Based on the current labour market, graduates are expected to lose between 8% and 15% of their cumulative earnings over the next five years if employment among young adults doesn’t improve soon. Drawing on data from recent recessions, these researchers also found that losses are expected to be even more pronounced for women and, as a percent of earnings, have a disproportionate impact on those with less education.

Sufficient income support?

Another possibility is that young adults have not fully felt the financial impact of the economic shutdown thanks to swift and expansive federal financial support like the CERB program, in addition to other programs designed more specifically for students such as the CESB. Some in this group may also be further cushioned from the full financial impact of a job loss if they are currently living with and/or financially supported by a parent. It is even possible that some young adults who would otherwise have been working part-time ended up receiving more money from CERB or CESB than they would have through their job.

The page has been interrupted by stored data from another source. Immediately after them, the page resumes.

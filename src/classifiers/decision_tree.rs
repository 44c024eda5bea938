//! Decision tree classifier
//!
//! CART-style induction over Gini impurity. Leaves keep per-class
//! counts so a full probability distribution falls out of prediction.
//! Missing values follow the branch that absorbed the larger share of
//! training rows at that split.

use ndarray::{Array1, Array2, ArrayView1};
use rand::seq::SliceRandom;
use rand_chacha::ChaCha8Rng;
use rayon::prelude::*;
use serde::{Deserialize, Serialize};

use crate::dataset::Dataset;
use crate::error::{ModelyardError, Result};

#[derive(Debug, Clone, Serialize, Deserialize)]
pub enum TreeNode {
    Leaf {
        /// Class frequencies among training rows that reached this leaf
        counts: Vec<f64>,
    },
    Split {
        feature: usize,
        threshold: f64,
        /// Where rows with a missing split value go
        missing_left: bool,
        left: Box<TreeNode>,
        right: Box<TreeNode>,
    },
}

#[derive(Debug, Clone, Serialize, Deserialize)]
pub struct DecisionTree {
    root: Option<TreeNode>,
    n_classes: usize,
    pub min_samples_split: usize,
    pub min_samples_leaf: usize,
    pub max_depth: Option<usize>,
    /// Features sampled per split; `None` considers all (forest trees
    /// set sqrt(n))
    pub max_features: Option<usize>,
}

impl Default for DecisionTree {
    fn default() -> Self {
        Self::new()
    }
}

impl DecisionTree {
    pub fn new() -> Self {
        Self {
            root: None,
            n_classes: 0,
            min_samples_split: 2,
            min_samples_leaf: 1,
            max_depth: None,
            max_features: None,
        }
    }

    pub fn with_max_features(mut self, n: usize) -> Self {
        self.max_features = Some(n.max(1));
        self
    }

    pub fn fit(&mut self, data: &Dataset) -> Result<()> {
        let n_classes = data.schema().class_labels()?.len();
        let (x, y) = data.labeled()?;
        self.fit_arrays(&x, &y, n_classes, None)
    }

    /// Core induction on raw arrays; the forest calls this with a
    /// per-tree rng for feature subsampling.
    pub(crate) fn fit_arrays(
        &mut self,
        x: &Array2<f64>,
        y: &[usize],
        n_classes: usize,
        rng: Option<&mut ChaCha8Rng>,
    ) -> Result<()> {
        if x.nrows() != y.len() {
            return Err(ModelyardError::Dataset(format!(
                "feature matrix has {} rows but {} labels",
                x.nrows(),
                y.len()
            )));
        }
        self.n_classes = n_classes;
        let indices: Vec<usize> = (0..x.nrows()).collect();
        let mut rng = rng.cloned();
        self.root = Some(self.build(x, y, &indices, 0, &mut rng));
        Ok(())
    }

    fn build(
        &self,
        x: &Array2<f64>,
        y: &[usize],
        indices: &[usize],
        depth: usize,
        rng: &mut Option<ChaCha8Rng>,
    ) -> TreeNode {
        let counts = self.class_counts(y, indices);
        let stop = indices.len() < self.min_samples_split
            || self.max_depth.is_some_and(|d| depth >= d)
            || counts.iter().filter(|&&c| c > 0.0).count() <= 1;
        if stop {
            return TreeNode::Leaf { counts };
        }

        let Some((feature, threshold)) = self.find_best_split(x, y, indices, rng) else {
            return TreeNode::Leaf { counts };
        };

        let mut left_indices = Vec::new();
        let mut right_indices = Vec::new();
        let mut missing = Vec::new();
        for &i in indices {
            let v = x[[i, feature]];
            if v.is_nan() {
                missing.push(i);
            } else if v <= threshold {
                left_indices.push(i);
            } else {
                right_indices.push(i);
            }
        }
        let missing_left = left_indices.len() >= right_indices.len();
        if missing_left {
            left_indices.extend(missing);
        } else {
            right_indices.extend(missing);
        }

        if left_indices.len() < self.min_samples_leaf
            || right_indices.len() < self.min_samples_leaf
        {
            return TreeNode::Leaf { counts };
        }

        TreeNode::Split {
            feature,
            threshold,
            missing_left,
            left: Box::new(self.build(x, y, &left_indices, depth + 1, rng)),
            right: Box::new(self.build(x, y, &right_indices, depth + 1, rng)),
        }
    }

    fn find_best_split(
        &self,
        x: &Array2<f64>,
        y: &[usize],
        indices: &[usize],
        rng: &mut Option<ChaCha8Rng>,
    ) -> Option<(usize, f64)> {
        let n_features = x.ncols();
        let candidate_features: Vec<usize> = match (self.max_features, rng) {
            (Some(k), Some(rng)) if k < n_features => {
                let mut all: Vec<usize> = (0..n_features).collect();
                all.shuffle(rng);
                all.truncate(k);
                all
            }
            _ => (0..n_features).collect(),
        };

        let parent = gini(&self.class_counts(y, indices));
        let min_leaf = self.min_samples_leaf;
        let n_classes = self.n_classes;

        // Each feature scans its own thresholds independently
        let per_feature: Vec<Option<(usize, f64, f64)>> = candidate_features
            .par_iter()
            .map(|&feature| {
                let mut values: Vec<f64> = indices
                    .iter()
                    .map(|&i| x[[i, feature]])
                    .filter(|v| !v.is_nan())
                    .collect();
                values.sort_by(|a, b| a.partial_cmp(b).unwrap_or(std::cmp::Ordering::Equal));
                values.dedup();

                let mut best: Option<(usize, f64, f64)> = None;
                for window in values.windows(2) {
                    let threshold = (window[0] + window[1]) / 2.0;
                    let mut left = vec![0.0; n_classes];
                    let mut right = vec![0.0; n_classes];
                    for &i in indices {
                        let v = x[[i, feature]];
                        if v.is_nan() {
                            continue;
                        }
                        if v <= threshold {
                            left[y[i]] += 1.0;
                        } else {
                            right[y[i]] += 1.0;
                        }
                    }
                    let n_left: f64 = left.iter().sum();
                    let n_right: f64 = right.iter().sum();
                    if (n_left as usize) < min_leaf || (n_right as usize) < min_leaf {
                        continue;
                    }
                    let weighted = (n_left * gini(&left) + n_right * gini(&right))
                        / (n_left + n_right);
                    let gain = parent - weighted;
                    if gain > best.map_or(0.0, |(_, _, g)| g) {
                        best = Some((feature, threshold, gain));
                    }
                }
                best
            })
            .collect();

        per_feature
            .into_iter()
            .flatten()
            .max_by(|a, b| a.2.partial_cmp(&b.2).unwrap_or(std::cmp::Ordering::Equal))
            .map(|(feature, threshold, _)| (feature, threshold))
    }

    fn class_counts(&self, y: &[usize], indices: &[usize]) -> Vec<f64> {
        let mut counts = vec![0.0; self.n_classes];
        for &i in indices {
            counts[y[i]] += 1.0;
        }
        counts
    }

    pub fn predict_distribution(&self, row: ArrayView1<f64>) -> Result<Array1<f64>> {
        let root = self
            .root
            .as_ref()
            .ok_or_else(|| ModelyardError::Validation("classifier is not fitted".to_string()))?;
        let mut node = root;
        loop {
            match node {
                TreeNode::Leaf { counts } => {
                    let total: f64 = counts.iter().sum();
                    return Ok(Array1::from_iter(counts.iter().map(|&c| c / total)));
                }
                TreeNode::Split {
                    feature,
                    threshold,
                    missing_left,
                    left,
                    right,
                } => {
                    let v = row[*feature];
                    let go_left = if v.is_nan() { *missing_left } else { v <= *threshold };
                    node = if go_left { left } else { right };
                }
            }
        }
    }
}

fn gini(counts: &[f64]) -> f64 {
    let n: f64 = counts.iter().sum();
    if n == 0.0 {
        return 0.0;
    }
    1.0 - counts.iter().map(|&c| (c / n) * (c / n)).sum::<f64>()
}
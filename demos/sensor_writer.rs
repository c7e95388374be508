//! Example sensor publisher (fan-out writer)
//!
//! Creates a fan-out channel, waits for at least one reader to register,
//! then publishes synthetic sensor frames at ~30 Hz. The first 8 payload
//! bytes carry a little-endian application sequence number.

use framelink::fanout;
use std::time::Duration;

const FRAME_SIZE: usize = 1024;

fn main() {
    let channel = std::env::args()
        .nth(1)
        .unwrap_or_else(|| "/sensor_channel".to_string());
    let max_frames: u64 = std::env::args()
        .nth(2)
        .and_then(|s| s.parse().ok())
        .unwrap_or(u64::MAX);

    println!("[writer] channel: {} ({} bytes/frame)", channel, FRAME_SIZE);

    let mut writer = match fanout::Writer::new(&channel, FRAME_SIZE) {
        Ok(w) => w,
        Err(e) => {
            eprintln!("[writer] failed to create channel: {}", e);
            std::process::exit(1);
        }
    };

    println!("[writer] waiting for readers...");
    while writer.reader_count() == 0 {
        std::thread::sleep(Duration::from_millis(200));
    }
    println!("[writer] {} reader(s) connected, publishing at 30 Hz", writer.reader_count());

    let mut frame = vec![0u8; FRAME_SIZE];
    let mut sequence = 0u64;

    while sequence < max_frames {
        frame[..8].copy_from_slice(&sequence.to_le_bytes());
        for (i, byte) in frame.iter_mut().enumerate().skip(8) {
            *byte = (sequence as usize + i) as u8;
        }

        let readers_written = writer.write(&frame).expect("frame fits the slot capacity");

        if sequence % 30 == 0 {
            println!("[writer] seq {} -> {} reader(s)", sequence, readers_written);
        }

        sequence += 1;
        std::thread::sleep(Duration::from_millis(33));
    }

    println!("[writer] done, {} frames published", sequence);
}
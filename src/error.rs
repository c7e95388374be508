//! Error types for framelink

use std::io;
use thiserror::Error;

/// Result type for framelink operations
pub type Result<T> = std::result::Result<T, FramelinkError>;

/// Errors that can occur in framelink operations
#[derive(Debug, Error)]
pub enum FramelinkError {
    /// Failed to create shared memory
    #[error("Failed to create shared memory '{name}': {source}")]
    ShmCreate {
        name: String,
        #[source]
        source: io::Error,
    },

    /// Failed to open shared memory
    #[error("Failed to open shared memory '{name}': {source}")]
    ShmOpen {
        name: String,
        #[source]
        source: io::Error,
    },

    /// Failed to map memory
    #[error("Failed to map memory: {0}")]
    Mmap(#[source] io::Error),

    /// Failed to truncate shared memory
    #[error("Failed to set shared memory size: {0}")]
    Truncate(#[source] io::Error),

    /// Invalid region magic number
    #[error("Invalid region magic number: expected 0x{expected:08X}, got 0x{got:08X}")]
    InvalidMagic { expected: u32, got: u32 },

    /// Region was created by an incompatible version
    #[error("Unsupported region version: expected 0x{expected:08X}, got 0x{got:08X}")]
    UnsupportedVersion { expected: u32, got: u32 },

    /// Payload exceeds the region's declared capacity
    #[error("Payload too large: max {max} bytes, got {got} bytes")]
    PayloadTooLarge { max: usize, got: usize },

    /// Caller-provided buffer is smaller than the frame to copy out
    #[error("Destination buffer too small: need {need} bytes, got {got}")]
    BufferTooSmall { need: usize, got: usize },

    /// All reader entries in the control-channel directory are claimed
    #[error("Reader directory is full")]
    DirectoryFull,

    /// A zero-copy lease is still held on this reader
    #[error("Zero-copy lease already held; release it first")]
    LeaseHeld,

    /// Per-slot capacity does not match the channel's declared capacity
    #[error("Slot capacity mismatch: channel declares {expected}, got {got}")]
    CapacityMismatch { expected: usize, got: usize },

    /// Region name too long
    #[error("Region name too long: max {max} chars, got {got}")]
    NameTooLong { max: usize, got: usize },
}
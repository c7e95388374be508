//! framelink - Shared-memory transports for latency-critical sensor frames
//!
//! This library provides single-writer/multi-reader transports for
//! publishing sensor payloads between cooperating processes on the same
//! host. The contract is *always-latest delivery*: a producer publishes at
//! its own rate and consumers observe the most recent frame with minimal
//! copy overhead; overrun silently discards unread frames instead of ever
//! blocking the producer.
//!
//! # Transports
//!
//! - [`double_buffer`] - a two-slot latest-value channel. One region holds a
//!   header plus two payload slots; an atomic front index selects the
//!   published slot. Two tiers: basic (portable) and cache-tuned (huge
//!   pages, page locking, prefetch, non-temporal stores).
//! - [`fanout`] - a per-reader ring-buffer transport. Readers register
//!   their own ring region through a small control channel; the writer
//!   discovers them and pushes every frame into every active ring,
//!   preserving a short per-reader history.
//!
//! # Performance
//!
//! All synchronization is release/acquire on lock-free atomics; no
//! transport operation sleeps, waits or allocates after initialization.
//! The producer pays one `memcpy` per publish, readers pay a pointer
//! return (zero-copy) or one `memcpy`.

pub mod double_buffer;
pub mod error;
pub mod fanout;
pub mod platform;
pub mod shm;

pub use double_buffer::{Frame, FrameInfo, Tier, TransportStats};
pub use error::{FramelinkError, Result};
pub use platform::TuningConfig;
impl Writer {
    /// Create the control channel for `channel_name` with the given
    /// per-slot payload capacity.
    pub fn new(channel_name: &str, capacity: usize) -> Result<Self> {
        let control = ShmRegion::create(channel_name, CONTROL_SIZE, MapOptions::default())?;

        let header = control.as_ptr() as *mut ControlHeader;
        // Region is zeroed: entries start FREE, reader count at 0
        unsafe {
            (*header).magic = FANOUT_MAGIC;
            (*header).version = FANOUT_VERSION;
            (*header).max_slot_size = capacity as u64;
            (*header)
                .writer_heartbeat_ns
                .store(platform::now_ns(), Ordering::Relaxed);
        }

        log::info!(
            "fan-out writer '{}' ready (capacity {})",
            channel_name,
            capacity
        );

        Ok(Self {
            rings: std::array::from_fn(|_| None),
            control,
            capacity,
        })
    }

    #[inline(always)]
    fn control_header(&self) -> &ControlHeader {
        // SAFETY: region holds the ControlHeader we initialized
        unsafe { &*(self.control.as_ptr() as *const ControlHeader) }
    }

    /// Reconcile local ring mappings with the directory.
    ///
    /// Newly active entries are opened and mapped; entries gone inactive
    /// are unmapped. Open or map failures skip the entry without error.
    fn discover(&mut self) {
        for i in 0..MAX_READERS {
            let action = {
                let entry = &self.control_header().entries[i];
                let active = entry.state.load(Ordering::Acquire) == ENTRY_ACTIVE;
                match (active, self.rings[i].is_some()) {
                    (true, false) => DiscoverAction::Attach {
                        name: entry.name,
                        ring_size: entry.ring_size,
                    },
                    (false, true) => DiscoverAction::Detach,
                    _ => DiscoverAction::Keep,
                }
            };

            match action {
                DiscoverAction::Attach { name, ring_size } => {
                    self.rings[i] = self.attach(&name, ring_size);
                }
                DiscoverAction::Detach => {
                    self.rings[i] = None;
                }
                DiscoverAction::Keep => {}
            }
        }
    }

    fn attach(&self, raw_name: &[u8; NAME_LEN], ring_size: u32) -> Option<RingMapping> {
        let end = raw_name.iter().position(|&b| b == 0).unwrap_or(NAME_LEN);
        if end == 0 {
            return None;
        }
        let name = std::str::from_utf8(&raw_name[..end]).ok()?;

        let region = ShmRegion::open(name).ok()?;
        let ring_size = if ring_size == 0 {
            DEFAULT_RING_SIZE
        } else {
            ring_size
        };

        if region.size() < RING_HEADER_SIZE {
            return None;
        }
        // SAFETY: region holds at least a RingHeader (checked above)
        let header = unsafe { &*(region.as_ptr() as *const RingHeader) };
        if header.magic != FANOUT_MAGIC || header.ring_size != ring_size {
            return None;
        }
        // The ring's slots must hold this channel's payloads
        if (header.slot_data_size as usize) < self.capacity {
            return None;
        }
        let stride = header.slot_total_size as usize;
        if stride < SLOT_HEADER_SIZE
            || region.size() < RING_HEADER_SIZE + ring_size as usize * stride
        {
            return None;
        }

        log::debug!("fan-out writer attached ring '{}' ({} slots)", name, ring_size);
        Some(RingMapping {
            region,
            ring_size,
            stride,
        })
    }

    /// Push one frame into every registered reader's ring.
    ///
    /// Returns the number of readers written to. Never blocks; readers
    /// that fall behind are simply overwritten.
    pub fn write(&mut self, data: &[u8]) -> Result<usize> {
        if data.len() > self.capacity {
            return Err(FramelinkError::PayloadTooLarge {
                max: self.capacity,
                got: data.len(),
            });
        }

        self.discover();

        let timestamp_ns = platform::now_ns();
        let mut written = 0;
        for ring in self.rings.iter().flatten() {
            ring.publish_copy(data, timestamp_ns);
            written += 1;
        }

        self.control_header()
            .writer_heartbeat_ns
            .store(timestamp_ns, Ordering::Release);
        Ok(written)
    }

    /// Direct access to the current write slot of every registered ring,
    /// for in-place preparation. Call [`Writer::commit_slots`] afterwards.
    ///
    /// The returned slices are ordered by directory entry.
    pub fn write_slots(&mut self) -> Vec<&mut [u8]> {
        self.discover();

        let capacity = self.capacity;
        self.rings
            .iter()
            .flatten()
            .map(|ring| {
                let idx = ring.header().write_idx.load(Ordering::Relaxed);
                // SAFETY: slot payload areas of distinct rings are disjoint
                // and hold at least capacity bytes each
                unsafe {
                    std::slice::from_raw_parts_mut(
                        ring.slot_base(idx).add(SLOT_HEADER_SIZE),
                        capacity,
                    )
                }
            })
            .collect()
    }

    /// Publish `len` bytes previously written into every slot returned by
    /// [`Writer::write_slots`]. Returns the number of readers committed.
    pub fn commit_slots(&mut self, len: usize) -> Result<usize> {
        if len > self.capacity {
            return Err(FramelinkError::PayloadTooLarge {
                max: self.capacity,
                got: len,
            });
        }

        let timestamp_ns = platform::now_ns();
        let mut committed = 0;
        for ring in self.rings.iter().flatten() {
            ring.publish_meta(len, timestamp_ns);
            committed += 1;
        }

        self.control_header()
            .writer_heartbeat_ns
            .store(timestamp_ns, Ordering::Release);
        Ok(committed)
    }

    /// Number of currently registered readers
    pub fn reader_count(&self) -> u32 {
        self.control_header().num_readers.load(Ordering::Relaxed)
    }

    /// Declared per-slot payload capacity
    pub fn capacity(&self) -> usize {
        self.capacity
    }

    /// Control channel name
    pub fn channel_name(&self) -> &str {
        self.control.name()
    }
}
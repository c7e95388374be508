//! Example sensor consumer (fan-out reader)
//!
//! Registers its own ring buffer with a fan-out channel and polls the
//! latest frame at ~30 Hz, reporting sequence numbers and writer liveness.

use framelink::fanout;
use std::time::Duration;

const FRAME_SIZE: usize = 1024;

fn main() {
    let channel = std::env::args()
        .nth(1)
        .unwrap_or_else(|| "/sensor_channel".to_string());

    println!("[reader] channel: {}", channel);

    let reader = match fanout::Reader::new(&channel, FRAME_SIZE) {
        Ok(r) => r,
        Err(e) => {
            eprintln!("[reader] failed to connect: {}", e);
            eprintln!("[reader] make sure the writer is running first");
            std::process::exit(1);
        }
    };

    println!(
        "[reader] registered ring '{}' ({} slots)",
        reader.ring_name(),
        reader.ring_size()
    );

    let mut last_seq = 0u64;
    loop {
        if let Some(frame) = reader.latest() {
            if frame.sequence != last_seq {
                if last_seq > 0 && frame.sequence > last_seq + 1 {
                    println!("[reader] missed {} frame(s)", frame.sequence - last_seq - 1);
                }
                last_seq = frame.sequence;

                if frame.sequence % 30 == 0 {
                    let mut first8 = [0u8; 8];
                    first8.copy_from_slice(&frame.payload[..8]);
                    println!(
                        "[reader] seq {} (app seq {}, {} bytes, total {})",
                        frame.sequence,
                        u64::from_le_bytes(first8),
                        frame.payload.len(),
                        reader.total_writes()
                    );
                }
            }
        }

        if !reader.is_writer_alive(Duration::from_secs(2)) {
            println!("[reader] writer heartbeat stale, exiting");
            break;
        }

        std::thread::sleep(Duration::from_millis(33));
    }

    println!("[reader] observed {} frames total", reader.total_writes());
}
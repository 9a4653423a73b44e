//! Argument normalization for planner-produced tool invocations.
//!
//! Planners send the same call in many shapes. Everything is folded into one
//! [`CanonicalCall`]: a canonical action name plus a flat map of canonical keys.
//! Normalization never fails; tools validate the fields they own.

use sandpatch_types::{Args, CanonicalCall, Invocation, canonical_key};
use serde_json::Value;
use tracing::debug;

/// Fields promoted to `path` when it is absent, in priority order.
pub const PATH_ALIASES: &[&str] = &["file_path", "files", "file"];

#[derive(Debug, Clone, Copy, Default)]
pub struct CallNormalizer;

impl CallNormalizer {
    /// Normalize an untyped invocation value.
    #[must_use]
    pub fn normalize(&self, action: &str, raw: Value) -> CanonicalCall {
        self.normalize_invocation(action, Invocation::classify(raw))
    }

    /// Normalize an already-classified invocation.
    ///
    /// Precedence, highest first:
    /// - `Nested`: `params` over sibling keys
    /// - `Call`: keyword arguments over the first positional object
    #[must_use]
    pub fn normalize_invocation(&self, action: &str, invocation: Invocation) -> CanonicalCall {
        let action = canonical_key(action);
        let shape = invocation.shape_name();

        let layers: Vec<Args> = match invocation {
            Invocation::Flat(args) => {
                let mut args = fold_keys(args);
                drop_action_echo(&mut args, &action, false);
                vec![args]
            }
            Invocation::Nested { params, siblings } => {
                let mut siblings = fold_keys(siblings);
                drop_action_echo(&mut siblings, &action, true);
                vec![siblings, fold_keys(params)]
            }
            Invocation::Call {
                positional,
                keyword,
            } => {
                let mut keyword = fold_keys(keyword);
                drop_action_echo(&mut keyword, &action, true);
                vec![positional_base(&action, positional), keyword]
            }
        };

        let mut args = Args::new();
        for layer in layers {
            args.extend(layer);
        }
        promote_path_alias(&mut args);

        debug!(action = %action, shape, keys = args.len(), "Normalized invocation");
        CanonicalCall::from_normalized(action, args)
    }
}

/// Rewrite top-level keys into canonical form.
///
/// When two keys fold to the same name, the one that was already canonical wins;
/// otherwise the first in key order is kept.
fn fold_keys(args: Args) -> Args {
    let mut folded = Args::new();
    let mut already_canonical: Vec<String> = Vec::new();
    for (key, value) in args {
        let canonical = canonical_key(&key);
        if canonical.is_empty() {
            debug!(key = %key, "Dropping argument with empty name");
            continue;
        }
        let is_canonical = canonical == key;
        if folded.contains_key(&canonical) {
            if is_canonical && !already_canonical.contains(&canonical) {
                debug!(key = %canonical, "Canonical key overrides folded alias");
                folded.insert(canonical.clone(), value);
                already_canonical.push(canonical);
            } else {
                debug!(key = %key, folded = %canonical, "Dropping duplicate argument after folding");
            }
            continue;
        }
        if is_canonical {
            already_canonical.push(canonical.clone());
        }
        folded.insert(canonical, value);
    }
    folded
}

/// Remove an `action` key that merely restates the action being called.
///
/// Wrapper layers (siblings, keywords) always drop it; a flat map keeps it
/// unless it names the same action.
fn drop_action_echo(args: &mut Args, action: &str, wrapper: bool) {
    let echoes = args
        .get("action")
        .and_then(Value::as_str)
        .is_some_and(|named| canonical_key(named) == action);
    if wrapper || echoes {
        args.remove("action");
    }
}

/// First positional object becomes the base layer; a leading positional
/// string equal to the action name is skipped.
fn positional_base(action: &str, positional: Vec<Value>) -> Args {
    let mut values = positional.into_iter().peekable();
    if values
        .peek()
        .and_then(Value::as_str)
        .is_some_and(|first| canonical_key(first) == action)
    {
        values.next();
    }

    let mut base = None;
    let mut ignored = 0usize;
    for value in values {
        match value {
            Value::Object(map) if base.is_none() => base = Some(fold_keys(map)),
            _ => ignored += 1,
        }
    }
    if ignored > 0 {
        debug!(action, ignored, "Ignoring positional arguments that are not the first object");
    }
    base.unwrap_or_default()
}

/// If `path` is absent, promote `file_path`, then `files[0]`, then `file`.
fn promote_path_alias(args: &mut Args) {
    if args.contains_key("path") {
        return;
    }
    let promoted = if let Some(value) = args.remove("file_path") {
        Some(("file_path", value))
    } else if let Some(first) = args
        .get("files")
        .and_then(Value::as_array)
        .and_then(|files| files.first())
        .cloned()
    {
        Some(("files", first))
    } else {
        args.remove("file").map(|value| ("file", value))
    };
    if let Some((alias, value)) = promoted {
        debug!(alias, "Promoted path alias");
        args.insert("path".to_string(), value);
    }
}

Perhaps this feature of our emergency income supports, combined with greater optimism found among young people about their future and the future of their country more generally, means that many in this group view the current economic state as a temporary hiccup which has not had a significant financial impact on them or their peers.

Lack of awareness or reluctance to share?

A final driver could simply be a lack of awareness. Younger individuals may not be as aware of situations beyond their personal reality as older adults because they are less interested in the news and less likely to trust what they read, view, or hear. This would also help to explain why this group is so likely to state “don’t know” with regard to Canada’s top priorities.

The high “don’t know” response could also be due to less willingness to share political opinions. This could stem from the lower average level of education and/or income among younger respondents versus older cohorts. For instance, individuals who have not graduated high school were the most likely to say they didn’t know what Canada’s priorities should be (43% of respondents in this group).

Studies of surveys have consistently found more “don’t know” responses among individuals with lower education. A recent paper from the London School of Economics, however, argues that willingness to state political opinions has less to do with education alone and more to do with income. According to the findings, lower-income individuals are less likely to feel competent or entitled enough to offer their political opinion. Given the general correlation between income and age, this could also be an underlying factor.

Whatever the reasoning, our survey suggests that young people do not seem to think that their current situation is as dire as their job losses and expected earnings losses would suggest. This is important for policy makers to know as policy measures shift from emergency support to economic recovery. Our survey suggests younger Canadians who are most vulnerable are unlikely to advocate for themselves, but that doesn’t mean they aren’t an essential consideration for a strong future for Canada.